Dan, Sarkumlah yang harus melestarikan tradisi Kakeknya itu—agar tidak mati suri. Dodol, sebutannya. Ia harus membuat dodol untuk para pelanggan setianya yang tidak hanya orang-orang kampung saja bahkan ada juga dari perkotaan. Itupun karena dari sumber mulut-ke-mulut. Akhirnya popularlah dodol buatannya itu. Dodol buatan Sarkum.
“Hayati…!” tiba tiba terdengar suara teriakan dari luar dapur keluarga itu.
Tak lain suara itu bersumber pada Sarkum. Karena ia khawatir dengan Hayati, anak gadis satu-satunya itu akan termakan omongan orangtua dulu. Jangan banyak bicara apalagi membuat gaduh disaat membuat dan mengaduk dodol. Akibatnya nanti akan lama menikah. Urung dilamar oleh lelaki pujaan. Bukan itu saja matangnya nanti tidak merata bahkan bisa berjam-jam saat memasaknya. Alhasilnya, jelek nanti. Akan bantet dan mengeras.
Hayati langsung mengalihkan pandangan ke arah Sarkum.
“Ada apa, Beh?” tanya Hayati tidak mengerti jika dipanggil.
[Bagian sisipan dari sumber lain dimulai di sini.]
use serde::{Deserialize, Serialize};
use tokio::sync::mpsc;

#[derive(Debug, Clone, PartialEq, Eq, Serialize, Deserialize)]
#[serde(tag = "kind", rename_all = "snake_case")]
pub enum InferenceJob {
    AnalyzeNode { node_id: String },
    AnalyzeDocument { document_id: String },
    AnalyzeAllDocuments,
    ApplyThresholdRules,
}

#[async_trait::async_trait]
pub trait JobQueue: Send + Sync {
    async fn enqueue(&self, job: InferenceJob) -> anyhow::Result<()>;
}

/// Simple in-memory queue using Tokio channels
#[derive(Clone)]
pub struct ChannelJobQueue {
    sender: mpsc::Sender<InferenceJob>,
}

impl ChannelJobQueue {
    pub fn new(sender: mpsc::Sender<InferenceJob>) -> Self {
        Self { sender }
    }

    pub fn bounded(capacity: usize) -> (Self, mpsc::Receiver<InferenceJob>) {
        let (sender, receiver) = mpsc::channel(capacity.max(1));
        (Self::new(sender), receiver)
    }

    /// False once the worker side has gone away.
    pub fn is_open(&self) -> bool {
        !self.sender.is_closed()
    }
}

#[async_trait::async_trait]
impl JobQueue for ChannelJobQueue {
    async fn enqueue(&self, job: InferenceJob) -> anyhow::Result<()> {
        self.sender
            .send(job)
            .await
            .map_err(|e| anyhow::anyhow!("Queue send error: {}", e))
    }
}
use crate::error::EnvError;
use crate::logging;
use crate::shellenv::context::RunContext;
use crate::shellenv::layout::{HEAVY_DIRS, MANAGED_FILES, MANIFEST_FILE};
use crate::shellenv::util::file_sha256;
use anyhow::{Context, Result};
use serde::{Deserialize, Serialize};
use std::fs::{self, DirBuilder, FileTimes};
use std::io::ErrorKind;
use std::os::unix::fs::{DirBuilderExt, PermissionsExt};
use std::path::{Path, PathBuf};
use std::process::Command;

const PRIVATE_DIR_MODE: u32 = 0o700;
const PRIVATE_FILE_MODE: u32 = 0o600;

#[derive(Debug, Clone, Serialize, Deserialize, PartialEq, Eq)]
pub struct SnapshotFile {
    pub name: String,
    pub bytes: u64,
    pub sha256: String,
}

#[derive(Debug, Clone, Serialize, Deserialize, PartialEq, Eq)]
pub struct ArchiveEntry {
    pub dir: String,
    pub archive: String,
    pub ok: bool,
    #[serde(default, skip_serializing_if = "Option::is_none")]
    pub error: Option<String>,
}

#[derive(Debug, Clone, Serialize, Deserialize)]
pub struct SnapshotManifest {
    pub timestamp: String,
    pub mode: String,
    pub home: String,
    pub files: Vec<SnapshotFile>,
    pub archives: Vec<ArchiveEntry>,
}

#[derive(Debug, Clone)]
pub struct BackupSnapshot {
    pub dir: PathBuf,
    pub manifest: SnapshotManifest,
}

fn copy_verbatim(src: &Path, dst: &Path) -> Result<SnapshotFile> {
    let bytes = fs::copy(src, dst)
        .with_context(|| format!("failed to copy {} to {}", src.display(), dst.display()))?;
    let meta = fs::metadata(src).with_context(|| format!("failed to stat {}", src.display()))?;
    let mut times = FileTimes::new();
    if let Ok(modified) = meta.modified() {
        times = times.set_modified(modified);
    }
    if let Ok(accessed) = meta.accessed() {
        times = times.set_accessed(accessed);
    }
    fs::File::options()
        .write(true)
        .open(dst)
        .and_then(|file| file.set_times(times))
        .with_context(|| format!("failed to carry timestamps onto {}", dst.display()))?;
    let want = file_sha256(src)?;
    let got = file_sha256(dst)?;
    if want != got {
        anyhow::bail!(
            "snapshot copy of {} does not match its source",
            src.display()
        );
    }
    Ok(SnapshotFile {
        name: src
            .file_name()
            .map(|n| n.to_string_lossy().into_owned())
            .unwrap_or_default(),
        bytes,
        sha256: got,
    })
}

fn archive_directory(tar_bin: Option<&Path>, home: &Path, dir_name: &str, dest: &Path) -> Result<()> {
    let tar = match tar_bin {
        Some(path) => path.to_path_buf(),
        None => which::which("tar").context("tar not found in HPCENV_TAR_BIN or PATH")?,
    };
    let output = Command::new(&tar)
        .arg("-czf")
        .arg(dest)
        .arg("-C")
        .arg(home)
        .arg(dir_name)
        .output()
        .with_context(|| format!("failed to run {}", tar.display()))?;
    if !output.status.success() {
        let stderr = String::from_utf8_lossy(&output.stderr);
        anyhow::bail!("{} exited with {}: {}", tar.display(), output.status, stderr.trim());
    }
    Ok(())
}

fn write_manifest(dir: &Path, manifest: &SnapshotManifest) -> Result<()> {
    let path = dir.join(MANIFEST_FILE);
    let data = serde_json::to_string_pretty(manifest)?;
    fs::write(&path, format!("{data}\n"))
        .with_context(|| format!("failed to write {}", path.display()))
}

/// Copy every present managed file into a fresh snapshot directory, then
/// archive heavy directories best-effort.
pub fn create_snapshot(ctx: &RunContext) -> Result<BackupSnapshot> {
    DirBuilder::new()
        .recursive(true)
        .mode(PRIVATE_DIR_MODE)
        .create(&ctx.backup_root)
        .with_context(|| format!("failed to create {}", ctx.backup_root.display()))?;
    fs::set_permissions(&ctx.backup_root, fs::Permissions::from_mode(PRIVATE_DIR_MODE))
        .with_context(|| format!("failed to restrict {}", ctx.backup_root.display()))?;
    let dir = ctx.snapshot_dir();
    match DirBuilder::new().mode(PRIVATE_DIR_MODE).create(&dir) {
        Ok(()) => {}
        Err(err) if err.kind() == ErrorKind::AlreadyExists => {
            return Err(EnvError::SnapshotExists(dir).into());
        }
        Err(err) => {
            return Err(err).with_context(|| format!("failed to create {}", dir.display()));
        }
    }

    let mut files = Vec::new();
    for name in MANAGED_FILES {
        let src = ctx.home_file(name);
        if !src.is_file() {
            continue;
        }
        let copied = copy_verbatim(&src, &dir.join(name))?;
        logging::info(&ctx.timestamp, "backup", "copy", name, &format!("{} bytes", copied.bytes));
        files.push(copied);
    }

    let mut archives = Vec::new();
    for (dir_name, archive_name) in HEAVY_DIRS {
        if !ctx.home_file(dir_name).is_dir() {
            continue;
        }
        let dest = dir.join(archive_name);
        let entry = match archive_directory(ctx.tar_bin.as_deref(), &ctx.home, dir_name, &dest) {
            Ok(()) => {
                fs::set_permissions(&dest, fs::Permissions::from_mode(PRIVATE_FILE_MODE))
                    .with_context(|| format!("failed to restrict {}", dest.display()))?;
                logging::info(&ctx.timestamp, "backup", "archive", dir_name, archive_name);
                ArchiveEntry {
                    dir: dir_name.to_string(),
                    archive: archive_name.to_string(),
                    ok: true,
                    error: None,
                }
            }
            Err(err) => {
                let _ = fs::remove_file(&dest);
                logging::warn(&ctx.timestamp, "backup", "archive", dir_name, &format!("{err:#}"));
                ArchiveEntry {
                    dir: dir_name.to_string(),
                    archive: archive_name.to_string(),
                    ok: false,
                    error: Some(format!("{err:#}")),
                }
            }
        };
        archives.push(entry);
    }

    let manifest = SnapshotManifest {
        timestamp: ctx.timestamp.clone(),
        mode: ctx.mode.label().to_string(),
        home: ctx.home.display().to_string(),
        files,
        archives,
    };
    write_manifest(&dir, &manifest)?;

    Ok(BackupSnapshot { dir, manifest })
}

pub fn load_manifest(dir: &Path) -> Result<SnapshotManifest> {
    let path = dir.join(MANIFEST_FILE);
    let raw =
        fs::read_to_string(&path).with_context(|| format!("failed to read {}", path.display()))?;
    serde_json::from_str(&raw).with_context(|| format!("failed to parse {}", path.display()))
}

/// Problems found when re-hashing a snapshot against its manifest.
pub fn verify_snapshot(dir: &Path) -> Result<Vec<String>> {
    let manifest = load_manifest(dir)?;
    let mut problems = Vec::new();
    for file in &manifest.files {
        let path = dir.join(&file.name);
        if !path.is_file() {
            problems.push(format!("{} missing from {}", file.name, dir.display()));
            continue;
        }
        if file_sha256(&path)? != file.sha256 {
            problems.push(format!("{} in {} no longer matches its hash", file.name, dir.display()));
        }
    }
    Ok(problems)
}

/// Snapshot directories under `backup_root`, oldest first.
pub fn list_snapshots(backup_root: &Path) -> Result<Vec<PathBuf>> {
    if !backup_root.is_dir() {
        return Ok(Vec::new());
    }
    let mut out = Vec::new();
    for entry in fs::read_dir(backup_root)
        .with_context(|| format!("failed to read {}", backup_root.display()))?
    {
        let entry = entry?;
        let path = entry.path();
        if path.is_dir() && path.join(MANIFEST_FILE).is_file() {
            out.push(path);
        }
    }
    out.sort();
    Ok(out)
}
” Sudah dibilang elu jangan ke dapur ini! Elu tahu nggak anak perawan seperti elu nggak boleh ikut-ikutan bantu. Kalau pun ikut elu ya harus mematuhi pantangan perkataan orangtua dulu. Kalau mau membatu elu nggak boleh banyak bicara. Mau jodoh elu jauh lagi. Urung dipinang,” ucap lelaki paruh baya menasehati anak gadisnya itu dengan rasa kekhawatiran yang begitu dalam.
Hayati hanya terdiam saja. Tanda ia mengiyakan ucapan Ayahnya itu.
Akhirnya Hayati meninggalkan dapur keluarga. Tempat dimana untuk memasak atau membuat olahan warisan leluhur itu. Padahal ia ingin berlama-lama di sana.
Sejak saat itu Hayati tidak pernah kembali masuk ke dapur keluarga itu kembali. Apalagi untuk membantu memasak atau mengolah penganan kenyal dan legit itu. Ia lebih banyak menghabiskan hari-harinya di kamarnya.
Bip, bip, bip, bip, bip….
Ponsel Hayati bergetar. Tanda pesan singkat masuk. Ia pun meraih ponsel yang diletakan di atas meja riasnya di kamarnya.
Ti nti bada zuhur aku ke rumah km. Aku mau pesan dodol utk Ibuku buat hantaran hajatan tetanggaku. Smp nti ya. (Ratna)
Ternyata itu pesan singkat dari Ratna, teman semasa SMAnya yang sudah dinikahi oleh Yusuf, teman satu pekerjaan Rahman di show room mobil kakak laki-laki sulung Hayati itu. Ratna memberitahukan kedatangannya pada Hayati melalui pesan singkat.
Usai membaca pesan singkat itu Hayati bimbang. Ia tahu teman semasa SMAnya itu mengetahui kalau dirinya pandai membuat dan mengolah makanan manis berwarna coklat tua itu. Tetapi disatu sisi ia sudah dilarang oleh Sarkum. Ayahnya itu melarangnya untuk tidak lagi mendekati dapur itu. Apalagi untuk mengolah makanan itu.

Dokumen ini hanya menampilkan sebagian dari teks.